WHAT THE TASK ASKS
In how many lines of the listing below does the word "snapshot" occur? Say only the number.

──────── RECORDS PROVIDED

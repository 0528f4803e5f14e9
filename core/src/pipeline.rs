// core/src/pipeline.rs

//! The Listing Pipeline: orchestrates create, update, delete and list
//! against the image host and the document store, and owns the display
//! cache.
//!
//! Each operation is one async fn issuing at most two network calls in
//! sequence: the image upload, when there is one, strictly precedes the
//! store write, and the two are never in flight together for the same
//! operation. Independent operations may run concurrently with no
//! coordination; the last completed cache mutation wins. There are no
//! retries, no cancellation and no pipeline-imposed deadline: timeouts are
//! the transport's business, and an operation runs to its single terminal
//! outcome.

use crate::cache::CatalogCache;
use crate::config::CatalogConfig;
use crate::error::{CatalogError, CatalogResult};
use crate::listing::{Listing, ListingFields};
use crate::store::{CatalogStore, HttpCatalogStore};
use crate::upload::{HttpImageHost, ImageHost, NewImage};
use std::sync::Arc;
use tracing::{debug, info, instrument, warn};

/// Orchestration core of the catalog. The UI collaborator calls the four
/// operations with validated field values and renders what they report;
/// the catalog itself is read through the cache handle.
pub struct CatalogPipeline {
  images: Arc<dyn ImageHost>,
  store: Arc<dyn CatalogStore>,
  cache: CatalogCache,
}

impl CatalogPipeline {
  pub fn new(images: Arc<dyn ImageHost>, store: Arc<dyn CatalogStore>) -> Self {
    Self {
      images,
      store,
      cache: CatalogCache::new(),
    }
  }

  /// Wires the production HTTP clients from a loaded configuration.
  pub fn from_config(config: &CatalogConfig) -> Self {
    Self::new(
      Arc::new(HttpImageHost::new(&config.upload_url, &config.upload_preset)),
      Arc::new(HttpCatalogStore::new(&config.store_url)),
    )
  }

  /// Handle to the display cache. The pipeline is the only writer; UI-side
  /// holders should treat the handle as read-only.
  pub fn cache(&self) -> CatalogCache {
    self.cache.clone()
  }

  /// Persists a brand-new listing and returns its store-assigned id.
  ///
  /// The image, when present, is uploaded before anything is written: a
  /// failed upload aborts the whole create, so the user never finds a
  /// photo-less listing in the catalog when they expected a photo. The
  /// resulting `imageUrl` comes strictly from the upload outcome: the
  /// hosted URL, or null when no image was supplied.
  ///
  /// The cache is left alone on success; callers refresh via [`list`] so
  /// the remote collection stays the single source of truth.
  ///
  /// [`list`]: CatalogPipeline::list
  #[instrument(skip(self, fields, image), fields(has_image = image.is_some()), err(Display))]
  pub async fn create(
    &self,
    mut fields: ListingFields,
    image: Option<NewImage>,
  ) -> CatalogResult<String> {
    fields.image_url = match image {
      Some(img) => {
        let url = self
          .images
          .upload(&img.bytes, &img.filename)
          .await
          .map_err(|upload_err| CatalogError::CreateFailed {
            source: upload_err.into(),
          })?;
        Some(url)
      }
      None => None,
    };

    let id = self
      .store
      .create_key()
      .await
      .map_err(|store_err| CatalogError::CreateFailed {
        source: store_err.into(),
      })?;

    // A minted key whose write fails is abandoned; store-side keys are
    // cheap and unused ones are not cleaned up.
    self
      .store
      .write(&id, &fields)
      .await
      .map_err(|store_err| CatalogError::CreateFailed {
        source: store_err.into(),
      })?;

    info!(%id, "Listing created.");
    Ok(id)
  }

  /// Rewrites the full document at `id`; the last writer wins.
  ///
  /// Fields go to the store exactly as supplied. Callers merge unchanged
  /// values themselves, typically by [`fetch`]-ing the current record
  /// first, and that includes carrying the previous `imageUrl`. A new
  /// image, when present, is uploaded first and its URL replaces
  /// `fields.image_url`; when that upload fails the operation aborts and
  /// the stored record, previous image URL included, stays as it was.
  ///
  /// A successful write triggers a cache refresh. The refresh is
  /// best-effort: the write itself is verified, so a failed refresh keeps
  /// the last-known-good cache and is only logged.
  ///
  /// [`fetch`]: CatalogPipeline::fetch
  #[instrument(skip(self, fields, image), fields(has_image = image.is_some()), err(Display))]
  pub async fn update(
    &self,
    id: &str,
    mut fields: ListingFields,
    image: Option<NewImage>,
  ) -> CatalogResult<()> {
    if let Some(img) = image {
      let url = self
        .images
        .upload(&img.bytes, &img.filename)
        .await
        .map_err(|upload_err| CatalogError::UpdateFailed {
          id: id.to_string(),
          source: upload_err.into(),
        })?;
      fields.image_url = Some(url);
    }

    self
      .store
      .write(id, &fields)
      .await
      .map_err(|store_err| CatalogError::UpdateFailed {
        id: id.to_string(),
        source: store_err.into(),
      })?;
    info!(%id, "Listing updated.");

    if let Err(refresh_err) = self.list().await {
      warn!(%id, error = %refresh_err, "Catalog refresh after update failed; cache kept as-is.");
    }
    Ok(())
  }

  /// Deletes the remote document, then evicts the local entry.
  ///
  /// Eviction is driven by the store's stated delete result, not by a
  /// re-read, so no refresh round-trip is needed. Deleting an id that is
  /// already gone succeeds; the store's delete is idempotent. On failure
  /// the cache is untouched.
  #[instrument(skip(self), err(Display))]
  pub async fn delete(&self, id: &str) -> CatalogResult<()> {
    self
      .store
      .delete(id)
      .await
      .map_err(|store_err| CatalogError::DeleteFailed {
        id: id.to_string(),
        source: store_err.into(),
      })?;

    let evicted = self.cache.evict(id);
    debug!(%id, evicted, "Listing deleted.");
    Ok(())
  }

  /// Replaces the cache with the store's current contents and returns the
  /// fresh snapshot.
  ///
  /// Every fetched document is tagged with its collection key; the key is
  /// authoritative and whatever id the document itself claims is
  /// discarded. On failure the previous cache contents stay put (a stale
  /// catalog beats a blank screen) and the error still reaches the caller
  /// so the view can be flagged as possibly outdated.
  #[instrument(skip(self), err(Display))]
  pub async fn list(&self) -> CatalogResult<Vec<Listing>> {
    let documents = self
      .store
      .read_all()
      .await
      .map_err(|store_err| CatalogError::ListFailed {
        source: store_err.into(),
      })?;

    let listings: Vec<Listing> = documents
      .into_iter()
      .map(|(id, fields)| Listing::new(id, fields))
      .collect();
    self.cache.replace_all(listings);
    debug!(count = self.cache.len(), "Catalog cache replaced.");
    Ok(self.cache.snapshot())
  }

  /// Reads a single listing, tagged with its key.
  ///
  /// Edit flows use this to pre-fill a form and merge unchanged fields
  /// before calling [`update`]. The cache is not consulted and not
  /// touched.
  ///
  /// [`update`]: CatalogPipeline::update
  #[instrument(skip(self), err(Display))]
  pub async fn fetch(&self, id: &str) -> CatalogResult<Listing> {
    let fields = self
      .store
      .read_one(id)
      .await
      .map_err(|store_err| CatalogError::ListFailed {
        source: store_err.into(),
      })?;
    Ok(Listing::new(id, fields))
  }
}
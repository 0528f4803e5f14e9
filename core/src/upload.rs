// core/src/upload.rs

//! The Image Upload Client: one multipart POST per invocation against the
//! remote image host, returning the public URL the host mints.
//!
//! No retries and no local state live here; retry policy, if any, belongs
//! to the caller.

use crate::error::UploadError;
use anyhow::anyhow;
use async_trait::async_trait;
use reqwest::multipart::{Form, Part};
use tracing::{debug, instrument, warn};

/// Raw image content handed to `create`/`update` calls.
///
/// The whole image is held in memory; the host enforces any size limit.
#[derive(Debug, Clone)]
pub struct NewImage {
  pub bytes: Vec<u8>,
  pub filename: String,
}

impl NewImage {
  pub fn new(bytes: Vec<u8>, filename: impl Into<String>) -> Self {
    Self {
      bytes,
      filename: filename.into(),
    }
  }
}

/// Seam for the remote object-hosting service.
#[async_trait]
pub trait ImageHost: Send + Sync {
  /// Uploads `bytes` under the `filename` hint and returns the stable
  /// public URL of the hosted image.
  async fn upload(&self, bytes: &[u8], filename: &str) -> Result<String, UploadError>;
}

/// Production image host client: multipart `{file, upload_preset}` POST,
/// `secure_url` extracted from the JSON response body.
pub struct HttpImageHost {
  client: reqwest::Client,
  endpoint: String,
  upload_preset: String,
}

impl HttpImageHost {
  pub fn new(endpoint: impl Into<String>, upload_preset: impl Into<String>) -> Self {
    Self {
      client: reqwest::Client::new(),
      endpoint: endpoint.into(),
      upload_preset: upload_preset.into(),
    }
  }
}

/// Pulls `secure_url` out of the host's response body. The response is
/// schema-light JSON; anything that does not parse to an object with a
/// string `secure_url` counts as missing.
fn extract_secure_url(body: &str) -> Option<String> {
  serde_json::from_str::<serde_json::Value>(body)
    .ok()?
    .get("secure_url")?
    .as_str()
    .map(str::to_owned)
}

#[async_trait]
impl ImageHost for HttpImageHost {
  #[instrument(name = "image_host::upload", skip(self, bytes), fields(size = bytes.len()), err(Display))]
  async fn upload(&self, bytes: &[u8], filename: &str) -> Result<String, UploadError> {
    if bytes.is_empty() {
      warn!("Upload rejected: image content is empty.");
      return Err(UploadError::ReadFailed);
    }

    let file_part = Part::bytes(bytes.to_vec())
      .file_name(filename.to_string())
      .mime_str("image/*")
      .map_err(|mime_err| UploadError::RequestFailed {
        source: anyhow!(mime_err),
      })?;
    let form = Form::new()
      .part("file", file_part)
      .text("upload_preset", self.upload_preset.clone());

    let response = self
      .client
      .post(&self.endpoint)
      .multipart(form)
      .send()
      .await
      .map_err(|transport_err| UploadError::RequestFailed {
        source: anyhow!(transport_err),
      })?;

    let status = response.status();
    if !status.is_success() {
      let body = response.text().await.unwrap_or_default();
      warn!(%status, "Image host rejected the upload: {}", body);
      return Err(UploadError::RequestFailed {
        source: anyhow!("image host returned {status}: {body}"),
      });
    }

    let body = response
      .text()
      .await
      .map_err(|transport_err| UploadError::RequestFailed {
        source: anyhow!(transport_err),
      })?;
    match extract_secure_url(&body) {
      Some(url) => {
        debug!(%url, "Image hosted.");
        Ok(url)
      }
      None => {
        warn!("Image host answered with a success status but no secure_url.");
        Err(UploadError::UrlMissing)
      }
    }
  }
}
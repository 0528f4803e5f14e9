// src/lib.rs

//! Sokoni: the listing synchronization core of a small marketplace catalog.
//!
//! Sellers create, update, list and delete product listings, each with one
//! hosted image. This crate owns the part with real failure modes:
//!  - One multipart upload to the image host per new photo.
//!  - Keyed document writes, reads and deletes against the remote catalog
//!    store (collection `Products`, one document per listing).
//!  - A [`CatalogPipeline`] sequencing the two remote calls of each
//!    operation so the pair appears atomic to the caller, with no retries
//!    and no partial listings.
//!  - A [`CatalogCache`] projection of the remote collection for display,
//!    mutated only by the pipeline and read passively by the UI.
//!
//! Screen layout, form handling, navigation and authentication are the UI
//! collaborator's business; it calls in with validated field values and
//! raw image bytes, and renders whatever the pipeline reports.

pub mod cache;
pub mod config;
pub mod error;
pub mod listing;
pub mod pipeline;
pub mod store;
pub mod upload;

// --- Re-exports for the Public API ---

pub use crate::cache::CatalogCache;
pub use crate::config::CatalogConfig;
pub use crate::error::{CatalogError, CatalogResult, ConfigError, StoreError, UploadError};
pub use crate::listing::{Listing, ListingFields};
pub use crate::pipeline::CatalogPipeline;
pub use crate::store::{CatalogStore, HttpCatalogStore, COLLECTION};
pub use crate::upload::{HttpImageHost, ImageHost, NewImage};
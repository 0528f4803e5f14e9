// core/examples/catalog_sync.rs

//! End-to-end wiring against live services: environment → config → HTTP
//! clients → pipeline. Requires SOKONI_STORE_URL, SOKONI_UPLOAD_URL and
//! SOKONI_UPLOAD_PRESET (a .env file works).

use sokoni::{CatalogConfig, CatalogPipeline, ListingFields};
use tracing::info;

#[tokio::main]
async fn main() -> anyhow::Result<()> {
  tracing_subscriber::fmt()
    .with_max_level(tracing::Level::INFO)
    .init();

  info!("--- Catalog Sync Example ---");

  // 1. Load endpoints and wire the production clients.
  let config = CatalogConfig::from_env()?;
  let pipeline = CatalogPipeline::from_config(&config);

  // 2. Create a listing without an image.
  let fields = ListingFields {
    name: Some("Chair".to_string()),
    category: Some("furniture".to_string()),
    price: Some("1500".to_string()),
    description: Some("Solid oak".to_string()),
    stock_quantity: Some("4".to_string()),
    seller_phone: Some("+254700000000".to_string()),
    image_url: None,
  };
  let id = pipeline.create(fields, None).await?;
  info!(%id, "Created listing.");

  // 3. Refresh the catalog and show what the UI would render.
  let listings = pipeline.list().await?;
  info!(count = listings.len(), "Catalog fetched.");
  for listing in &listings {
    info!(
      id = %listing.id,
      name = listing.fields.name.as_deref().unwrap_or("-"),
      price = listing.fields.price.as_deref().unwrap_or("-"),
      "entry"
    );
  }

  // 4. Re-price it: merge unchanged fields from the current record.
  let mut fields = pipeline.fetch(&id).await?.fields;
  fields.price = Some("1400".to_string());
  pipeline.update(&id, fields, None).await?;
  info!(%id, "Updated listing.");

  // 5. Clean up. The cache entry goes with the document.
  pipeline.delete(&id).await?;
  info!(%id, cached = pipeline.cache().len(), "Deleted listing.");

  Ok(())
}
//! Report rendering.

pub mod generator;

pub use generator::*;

────────────────

ANSWER TO THE EXERCISE
2